START DATA FOR THIS TASK
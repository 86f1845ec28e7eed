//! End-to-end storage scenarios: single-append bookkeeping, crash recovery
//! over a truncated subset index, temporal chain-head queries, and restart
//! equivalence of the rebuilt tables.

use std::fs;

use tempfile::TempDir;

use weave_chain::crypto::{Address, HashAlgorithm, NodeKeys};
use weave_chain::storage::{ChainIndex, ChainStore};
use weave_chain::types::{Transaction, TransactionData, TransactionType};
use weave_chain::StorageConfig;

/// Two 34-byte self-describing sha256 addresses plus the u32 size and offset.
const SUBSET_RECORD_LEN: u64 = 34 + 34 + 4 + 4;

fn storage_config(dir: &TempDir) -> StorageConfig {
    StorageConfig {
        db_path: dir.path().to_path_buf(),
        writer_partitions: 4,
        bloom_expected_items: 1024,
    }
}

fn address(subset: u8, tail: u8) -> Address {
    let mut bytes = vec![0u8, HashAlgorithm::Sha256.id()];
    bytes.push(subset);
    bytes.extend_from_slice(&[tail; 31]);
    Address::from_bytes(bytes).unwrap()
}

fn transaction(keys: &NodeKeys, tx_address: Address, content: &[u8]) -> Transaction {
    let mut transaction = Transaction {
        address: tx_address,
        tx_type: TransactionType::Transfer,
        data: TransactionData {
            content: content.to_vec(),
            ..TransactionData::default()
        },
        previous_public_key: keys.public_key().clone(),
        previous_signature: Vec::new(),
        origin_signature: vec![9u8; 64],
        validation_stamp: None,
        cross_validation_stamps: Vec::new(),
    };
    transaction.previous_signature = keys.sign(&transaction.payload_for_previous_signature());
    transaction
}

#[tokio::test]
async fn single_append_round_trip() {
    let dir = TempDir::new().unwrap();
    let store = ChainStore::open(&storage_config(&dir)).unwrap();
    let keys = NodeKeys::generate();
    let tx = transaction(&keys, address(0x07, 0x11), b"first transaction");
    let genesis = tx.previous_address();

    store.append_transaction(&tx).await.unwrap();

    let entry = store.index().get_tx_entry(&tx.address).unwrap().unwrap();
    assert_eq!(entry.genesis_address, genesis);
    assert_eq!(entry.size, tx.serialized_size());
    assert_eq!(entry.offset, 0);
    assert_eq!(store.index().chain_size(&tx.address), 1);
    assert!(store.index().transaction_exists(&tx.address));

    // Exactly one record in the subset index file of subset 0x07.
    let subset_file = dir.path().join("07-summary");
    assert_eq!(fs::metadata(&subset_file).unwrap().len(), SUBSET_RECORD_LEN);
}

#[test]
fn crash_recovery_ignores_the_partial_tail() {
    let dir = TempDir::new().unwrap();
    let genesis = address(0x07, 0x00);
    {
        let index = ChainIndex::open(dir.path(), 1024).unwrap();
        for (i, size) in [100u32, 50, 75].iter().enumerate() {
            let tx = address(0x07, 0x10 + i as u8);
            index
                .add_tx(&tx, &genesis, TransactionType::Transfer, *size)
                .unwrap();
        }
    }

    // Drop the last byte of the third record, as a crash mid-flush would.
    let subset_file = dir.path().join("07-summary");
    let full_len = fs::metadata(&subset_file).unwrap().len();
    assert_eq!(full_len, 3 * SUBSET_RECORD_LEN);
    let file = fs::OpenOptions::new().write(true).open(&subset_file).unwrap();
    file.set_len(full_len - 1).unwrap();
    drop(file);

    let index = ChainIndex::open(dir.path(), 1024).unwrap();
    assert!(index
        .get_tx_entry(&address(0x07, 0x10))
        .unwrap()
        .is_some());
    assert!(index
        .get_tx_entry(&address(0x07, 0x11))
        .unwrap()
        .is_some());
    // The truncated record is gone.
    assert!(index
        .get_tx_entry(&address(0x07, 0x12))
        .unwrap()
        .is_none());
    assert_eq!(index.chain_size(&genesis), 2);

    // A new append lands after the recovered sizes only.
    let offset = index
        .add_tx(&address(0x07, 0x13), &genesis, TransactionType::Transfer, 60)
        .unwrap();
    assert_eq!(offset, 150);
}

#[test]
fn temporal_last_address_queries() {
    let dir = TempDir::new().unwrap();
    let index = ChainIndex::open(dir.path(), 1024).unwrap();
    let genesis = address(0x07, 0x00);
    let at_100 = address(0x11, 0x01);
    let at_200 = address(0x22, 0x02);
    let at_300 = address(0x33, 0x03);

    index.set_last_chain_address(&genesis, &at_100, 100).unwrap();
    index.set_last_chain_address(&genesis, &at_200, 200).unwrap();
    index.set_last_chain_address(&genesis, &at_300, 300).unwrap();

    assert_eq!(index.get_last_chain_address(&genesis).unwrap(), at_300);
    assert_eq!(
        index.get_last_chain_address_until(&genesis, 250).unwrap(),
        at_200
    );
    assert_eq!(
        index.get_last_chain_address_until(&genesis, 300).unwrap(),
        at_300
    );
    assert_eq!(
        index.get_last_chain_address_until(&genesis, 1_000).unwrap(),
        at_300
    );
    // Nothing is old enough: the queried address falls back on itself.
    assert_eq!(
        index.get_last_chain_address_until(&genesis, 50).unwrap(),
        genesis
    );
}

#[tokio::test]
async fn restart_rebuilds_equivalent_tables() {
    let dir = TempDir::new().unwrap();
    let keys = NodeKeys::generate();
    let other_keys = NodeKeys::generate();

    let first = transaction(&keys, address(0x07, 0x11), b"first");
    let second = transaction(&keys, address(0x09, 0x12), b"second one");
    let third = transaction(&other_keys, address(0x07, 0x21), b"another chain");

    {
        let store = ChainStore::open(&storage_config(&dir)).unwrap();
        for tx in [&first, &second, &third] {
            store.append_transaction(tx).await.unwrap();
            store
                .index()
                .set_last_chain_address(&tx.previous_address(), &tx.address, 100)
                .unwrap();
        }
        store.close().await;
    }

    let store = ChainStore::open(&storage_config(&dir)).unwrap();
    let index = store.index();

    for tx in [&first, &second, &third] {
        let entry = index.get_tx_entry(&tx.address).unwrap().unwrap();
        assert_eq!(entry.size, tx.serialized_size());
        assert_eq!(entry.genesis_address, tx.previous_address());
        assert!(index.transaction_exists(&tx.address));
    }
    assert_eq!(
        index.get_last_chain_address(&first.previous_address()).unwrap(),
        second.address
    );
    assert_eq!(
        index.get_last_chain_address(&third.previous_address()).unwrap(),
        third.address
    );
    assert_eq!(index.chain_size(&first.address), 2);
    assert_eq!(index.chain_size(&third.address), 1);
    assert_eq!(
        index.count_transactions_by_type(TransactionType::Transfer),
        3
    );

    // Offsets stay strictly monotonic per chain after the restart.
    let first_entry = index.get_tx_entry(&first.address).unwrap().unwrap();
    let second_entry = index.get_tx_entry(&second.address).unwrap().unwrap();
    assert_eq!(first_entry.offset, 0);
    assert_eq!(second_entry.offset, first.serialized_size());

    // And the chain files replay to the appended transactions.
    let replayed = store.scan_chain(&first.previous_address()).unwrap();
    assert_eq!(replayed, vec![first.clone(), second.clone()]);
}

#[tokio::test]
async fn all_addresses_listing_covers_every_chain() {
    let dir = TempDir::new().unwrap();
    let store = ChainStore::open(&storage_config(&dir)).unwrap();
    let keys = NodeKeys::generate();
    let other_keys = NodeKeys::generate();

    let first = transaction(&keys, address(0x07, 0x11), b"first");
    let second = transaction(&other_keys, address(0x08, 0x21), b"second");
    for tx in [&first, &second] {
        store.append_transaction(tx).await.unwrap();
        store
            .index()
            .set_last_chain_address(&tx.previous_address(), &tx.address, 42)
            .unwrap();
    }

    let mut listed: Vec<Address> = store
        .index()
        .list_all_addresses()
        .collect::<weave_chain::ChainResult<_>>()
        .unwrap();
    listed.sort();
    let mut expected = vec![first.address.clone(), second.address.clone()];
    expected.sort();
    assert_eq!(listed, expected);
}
END DATA FOR THIS TASK
START DATA FOR THIS TASK
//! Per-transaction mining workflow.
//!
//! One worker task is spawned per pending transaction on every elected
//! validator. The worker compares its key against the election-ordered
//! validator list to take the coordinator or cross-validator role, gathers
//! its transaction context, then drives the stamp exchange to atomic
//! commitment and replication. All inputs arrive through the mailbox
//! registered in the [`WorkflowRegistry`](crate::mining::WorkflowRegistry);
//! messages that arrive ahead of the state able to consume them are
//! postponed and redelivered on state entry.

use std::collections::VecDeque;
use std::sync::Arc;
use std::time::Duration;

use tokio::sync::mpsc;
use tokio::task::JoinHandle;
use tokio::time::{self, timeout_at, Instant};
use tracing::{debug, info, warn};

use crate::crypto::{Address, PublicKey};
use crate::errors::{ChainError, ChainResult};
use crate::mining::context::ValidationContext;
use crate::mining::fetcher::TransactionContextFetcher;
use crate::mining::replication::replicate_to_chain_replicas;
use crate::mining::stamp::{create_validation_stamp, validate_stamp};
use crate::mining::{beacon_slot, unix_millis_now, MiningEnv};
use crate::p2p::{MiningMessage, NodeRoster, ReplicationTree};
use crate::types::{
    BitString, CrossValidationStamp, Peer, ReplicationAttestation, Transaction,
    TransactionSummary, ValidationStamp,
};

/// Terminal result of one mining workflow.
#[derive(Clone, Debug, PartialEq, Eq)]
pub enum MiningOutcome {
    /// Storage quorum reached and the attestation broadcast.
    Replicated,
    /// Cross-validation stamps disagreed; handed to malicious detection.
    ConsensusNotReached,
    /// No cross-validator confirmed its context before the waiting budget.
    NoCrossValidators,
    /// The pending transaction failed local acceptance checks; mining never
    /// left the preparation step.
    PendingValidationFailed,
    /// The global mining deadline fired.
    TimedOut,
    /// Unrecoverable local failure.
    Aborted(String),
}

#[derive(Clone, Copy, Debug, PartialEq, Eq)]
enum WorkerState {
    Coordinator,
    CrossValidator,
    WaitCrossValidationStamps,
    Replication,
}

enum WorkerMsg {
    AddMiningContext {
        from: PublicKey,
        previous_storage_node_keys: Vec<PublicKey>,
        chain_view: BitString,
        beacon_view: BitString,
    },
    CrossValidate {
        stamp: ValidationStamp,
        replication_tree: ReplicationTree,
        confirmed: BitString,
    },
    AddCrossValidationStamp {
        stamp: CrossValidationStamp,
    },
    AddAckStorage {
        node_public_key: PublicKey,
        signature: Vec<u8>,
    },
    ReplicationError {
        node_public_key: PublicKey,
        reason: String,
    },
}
END DATA FOR THIS TASK
THE TASK: Of the lines in the data, report each one containing the string "replayed".

TASK SOLUTION:
    let replayed = store.scan_chain(&first.previous_address()).unwrap();
    assert_eq!(replayed, vec![first.clone(), second.clone()]);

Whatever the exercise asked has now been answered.